> EXERCISE PROMPT
The answer must be one number: how many lines of the records contain "RandomState".

> EXTRACTED MATERIAL

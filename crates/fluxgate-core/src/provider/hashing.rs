//! Rendezvous (highest random weight) assignment of callers to nodes.
//!
//! Every `(caller, node)` pair gets a pseudo-random weight and the caller goes to the node
//! with the highest weight. Removing a node only moves the callers that were assigned to it;
//! everybody else keeps their node.

use ahash::RandomState;
use std::sync::{Arc, LazyLock};

use crate::node::Node;

static HASHER: LazyLock<RandomState> = LazyLock::new(|| {
    RandomState::with_seeds(
        0x243f_6a88_85a3_08d3,
        0x1319_8a2e_0370_7344,
        0xa409_3822_299f_31d0,
        0x082e_fa98_ec4e_6c89,
    )
});

/// Weight of `node` for `caller`. Stable for the lifetime of the process.
#[inline]
#[must_use]
pub fn weight(caller: &str, node: &str) -> u64 {
    HASHER.hash_one((caller, node))
}

/// Picks the available node with the highest weight for `caller`.
///
/// Ties are broken by node name so the result does not depend on list order.
#[must_use]
pub fn select<'a>(caller: &str, nodes: &'a [Arc<Node>]) -> Option<&'a Arc<Node>> {
    nodes
        .iter()
        .filter(|node| node.is_available())
        .max_by(|a, b| {
            weight(caller, a.name())
                .cmp(&weight(caller, b.name()))
                .then_with(|| b.name().cmp(a.name()))
        })
}
impl NodesConfig {
    /// Returns the configured members of a group; empty if the group is not configured.
    #[must_use]
    pub fn group(&self, key: GroupKey) -> &[NodeEndpoint] {
        self.groups.get(key.as_str()).map_or(&[], Vec::as_slice)
    }
}

#[derive(Debug, Clone, Serialize, Deserialize)]
pub struct HealthCheckConfig {
    #[serde(default = "default_health_interval_ms")]
    pub interval_ms: u64,

    /// Consecutive failed probes before a healthy node is condemned.
    #[serde(default = "default_failure_threshold")]
    pub failure_threshold: u32,

    #[serde(default = "default_probe_timeout_ms")]
    pub probe_timeout_ms: u64,
}

fn default_health_interval_ms() -> u64 {
    1000
}

fn default_failure_threshold() -> u32 {
    3
}

fn default_probe_timeout_ms() -> u64 {
    3000
}

#[derive(Debug, Clone, Serialize, Deserialize)]
pub struct RateLimitConfig {
    #[serde(default)]
    pub enabled: bool,

    /// Bucket capacity per caller.
    #[serde(default = "default_max_tokens")]
    pub max_tokens: u32,

    /// Tokens added per second.
    #[serde(default = "default_refill_rate")]
    pub refill_rate: u32,

    /// Upper bound on tracked callers before idle buckets are evicted.
    #[serde(default = "default_max_buckets")]
    pub max_buckets: usize,
}

fn default_max_tokens() -> u32 {
    200
}

fn default_refill_rate() -> u32 {
    100
}

fn default_max_buckets() -> usize {
    100_000
}

#[derive(Debug, Clone, Serialize, Deserialize)]
pub struct LogFilterConfig {
    #[serde(default = "default_max_block_hashes")]
    pub max_block_hashes: usize,
    #[serde(default = "default_max_range")]
    pub max_block_range: u64,
    #[serde(default = "default_max_range")]
    pub max_epoch_range: u64,
    #[serde(default = "default_max_limit")]
    pub max_limit: u64,
}

fn default_max_block_hashes() -> usize {
    128
}

fn default_max_range() -> u64 {
    1000
}

fn default_max_limit() -> u64 {
    10_000
}

impl LogFilterConfig {
    #[must_use]
    pub fn limits(&self) -> FilterLimits {
        FilterLimits {
            max_block_hashes: self.max_block_hashes,
            max_block_range: self.max_block_range,
            max_epoch_range: self.max_epoch_range,
            max_limit: self.max_limit,
        }
    }
}

#[derive(Debug, Clone, Serialize, Deserialize)]
pub struct SubscriptionConfig {
    /// Bounded outbound queue per downstream subscriber.
    #[serde(default = "default_queue_capacity")]
    pub queue_capacity: usize,
}

fn default_queue_capacity() -> usize {
    256
}

#[derive(Debug, Clone, Serialize, Deserialize)]
pub struct RelayConfig {
    #[serde(default)]
    pub enabled: bool,

    /// HTTP endpoints that receive a copy of every accepted raw transaction.
    #[serde(default)]
    pub nodes: Vec<String>,

    #[serde(default = "default_relay_buffer_size")]
    pub buffer_size: usize,
}

fn default_relay_buffer_size() -> usize {
    2000
}

#[derive(Debug, Clone, Serialize, Deserialize)]
pub struct MetricsConfig {
    #[serde(default = "default_true")]
    pub enabled: bool,
}

fn default_true() -> bool {
    true
}

#[derive(Debug, Clone, Serialize, Deserialize)]
pub struct LoggingConfig {
    #[serde(default = "default_log_level")]
    pub level: String,
    #[serde(default = "default_log_format")]
    pub format: String,
}

fn default_log_level() -> String {
    "info".to_string()
}

fn default_log_format() -> String {
    "pretty".to_string()
}

#[derive(Debug, Clone, Serialize, Deserialize)]
pub struct AppConfig {
    #[serde(default = "default_environment")]
    pub environment: String,
    #[serde(default)]
    pub server: ServerConfig,
    #[serde(default)]
    pub nodes: NodesConfig,
    #[serde(default)]
    pub health_check: HealthCheckConfig,
    #[serde(default)]
    pub rate_limit: RateLimitConfig,
    #[serde(default)]
    pub log_filter: LogFilterConfig,
    #[serde(default)]
    pub subscription: SubscriptionConfig,
    #[serde(default)]
    pub relay: RelayConfig,
    #[serde(default)]
    pub metrics: MetricsConfig,
    #[serde(default)]
    pub logging: LoggingConfig,
}

fn default_environment() -> String {
    "development".to_string()
}

impl Default for ServerConfig {
    fn default() -> Self {
        Self {
            bind_address: default_bind_address(),
            bind_port: default_bind_port(),
            max_concurrent_requests: default_max_concurrent_requests(),
            request_timeout_seconds: default_request_timeout_seconds(),
            max_body_bytes: default_max_body_bytes(),
        }
    }
}

impl Default for HealthCheckConfig {
    fn default() -> Self {
        Self {
            interval_ms: default_health_interval_ms(),
            failure_threshold: default_failure_threshold(),
            probe_timeout_ms: default_probe_timeout_ms(),
        }
    }
}

impl Default for RateLimitConfig {
    fn default() -> Self {
        Self {
            enabled: false,
            max_tokens: default_max_tokens(),
            refill_rate: default_refill_rate(),
            max_buckets: default_max_buckets(),
        }
    }
}

impl Default for LogFilterConfig {
    fn default() -> Self {
        Self {
            max_block_hashes: default_max_block_hashes(),
            max_block_range: default_max_range(),
            max_epoch_range: default_max_range(),
            max_limit: default_max_limit(),
        }
    }
}

impl Default for SubscriptionConfig {
    fn default() -> Self {
        Self { queue_capacity: default_queue_capacity() }
    }
}

impl Default for RelayConfig {
    fn default() -> Self {
        Self { enabled: false, nodes: Vec::new(), buffer_size: default_relay_buffer_size() }
    }
}

impl Default for MetricsConfig {
    fn default() -> Self {
        Self { enabled: true }
    }
}

impl Default for LoggingConfig {
    fn default() -> Self {
        Self { level: default_log_level(), format: default_log_format() }
    }
}

impl Default for AppConfig {
    fn default() -> Self {
        Self {
            environment: default_environment(),
            server: ServerConfig::default(),
            nodes: NodesConfig::default(),
            health_check: HealthCheckConfig::default(),
            rate_limit: RateLimitConfig::default(),
            log_filter: LogFilterConfig::default(),
            subscription: SubscriptionConfig::default(),
            relay: RelayConfig::default(),
            metrics: MetricsConfig::default(),
            logging: LoggingConfig::default(),
        }
    }
}

impl AppConfig {
    /// Loads configuration from a TOML file with environment variable overrides.
    ///
    /// Environment variables with the `FLUXGATE__` prefix can override any configuration
    /// value. Use `__` as a separator for nested fields (e.g., `FLUXGATE__SERVER__BIND_PORT=8080`).
    ///
    /// # Errors
    ///
    /// Returns [`ConfigError`] if the file cannot be read, parsed, or deserialized.
    pub fn from_file<P: AsRef<Path>>(config_path: P) -> Result<Self, ConfigError> {
        let config_builder = Config::builder()
            .set_default("environment", "development")?
            .set_default("server.bind_address", "127.0.0.1")?
            .set_default("server.bind_port", 22537)?
            .set_default("nodes.backend", "cfx")?
            .set_default("health_check.interval_ms", 1000)?
            .set_default("health_check.failure_threshold", 3)?
            .set_default("rate_limit.enabled", false)?
            .set_default("metrics.enabled", true)?
            .set_default("logging.level", "info")?
            .set_default("logging.format", "pretty")?
            .add_source(File::with_name(&config_path.as_ref().to_string_lossy()).required(false))
            .add_source(Environment::with_prefix("FLUXGATE").prefix_separator("__").separator("__"))
            .build()?;

        config_builder.try_deserialize()
    }

    /// Loads configuration from `config/config.toml` with fallback to defaults.
    ///
    /// The config file path can be overridden using the `FLUXGATE_CONFIG` environment variable.
    ///
    /// # Errors
    ///
    /// Returns [`ConfigError`] if the configuration cannot be loaded or parsed.
    pub fn load() -> Result<Self, ConfigError> {
        let config_path =
            std::env::var("FLUXGATE_CONFIG").unwrap_or_else(|_| "config/config.toml".to_string());
        Self::from_file(&config_path)
    }

    /// Returns the parsed socket address for the HTTP server.
    ///
    /// # Errors
    ///
    /// Returns an error string if the address cannot be parsed into a valid socket address.
    pub fn socket_addr(&self) -> Result<std::net::SocketAddr, String> {
        format!("{}:{}", self.server.bind_address, self.server.bind_port)
            .parse()
            .map_err(|_| {
                format!(
                    "invalid socket address: {}:{}",
                    self.server.bind_address, self.server.bind_port
                )
            })
    }

    #[must_use]
    pub fn request_timeout(&self) -> Duration {
        Duration::from_secs(self.server.request_timeout_seconds)
    }

    /// Validates the configuration for correctness and consistency.
    ///
    /// # Errors
    ///
    /// Returns a descriptive error string if validation fails.
    pub fn validate(&self) -> Result<(), String> {
        if self.nodes.group(GroupKey::Default).is_empty() {
            return Err("no nodes configured in the default group".to_string());
        }

        for (group, members) in &self.nodes.groups {
            let key = GroupKey::parse(group)
                .ok_or_else(|| format!("unknown node group '{group}' (expected default, logs or ws)"))?;

            for node in members {
                if node.name.is_empty() {
                    return Err(format!("node in group '{group}' has an empty name"));
                }
                if !node.url.starts_with("http") {
                    return Err(format!("invalid HTTP URL for node {}: {}", node.name, node.url));
                }
                match (&node.ws_url, key) {
                    (Some(ws_url), _) if !ws_url.starts_with("ws") => {
                        return Err(format!(
                            "invalid WebSocket URL for node {}: {ws_url}",
                            node.name
                        ));
                    }
                    (None, GroupKey::Ws) => {
                        return Err(format!("node {} in the ws group needs a ws_url", node.name));
                    }
                    _ => {}
                }
                if node.timeout_seconds == 0 {
                    return Err(format!("timeout for node {} must be greater than 0", node.name));
                }
            }
        }

        if self.health_check.interval_ms == 0 {
            return Err("health check interval must be greater than 0".to_string());
        }

        if self.health_check.failure_threshold == 0 {
            return Err("health check failure threshold must be greater than 0".to_string());
        }

        if self.server.max_concurrent_requests == 0 {
            return Err("max concurrent requests must be greater than 0".to_string());
        }

        if self.server.bind_port == 0 {
            return Err("bind port must be greater than 0".to_string());
        }

        if self.subscription.queue_capacity == 0 {
            return Err("subscription queue capacity must be greater than 0".to_string());
        }

        if self.rate_limit.enabled &&
            (self.rate_limit.max_tokens == 0 || self.rate_limit.refill_rate == 0)
        {
            return Err("rate limit tokens and refill rate must be greater than 0".to_string());
        }

        if self.relay.enabled {
            if self.relay.nodes.is_empty() {
                return Err("relay enabled without relay nodes".to_string());
            }
            if self.relay.buffer_size == 0 {
                return Err("relay buffer size must be greater than 0".to_string());
            }
        }

        if !["json", "pretty"].contains(&self.logging.format.as_str()) {
            return Err("logging format must be 'json' or 'pretty'".to_string());
        }

        Ok(())
    }
}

> TASK ANSWER
3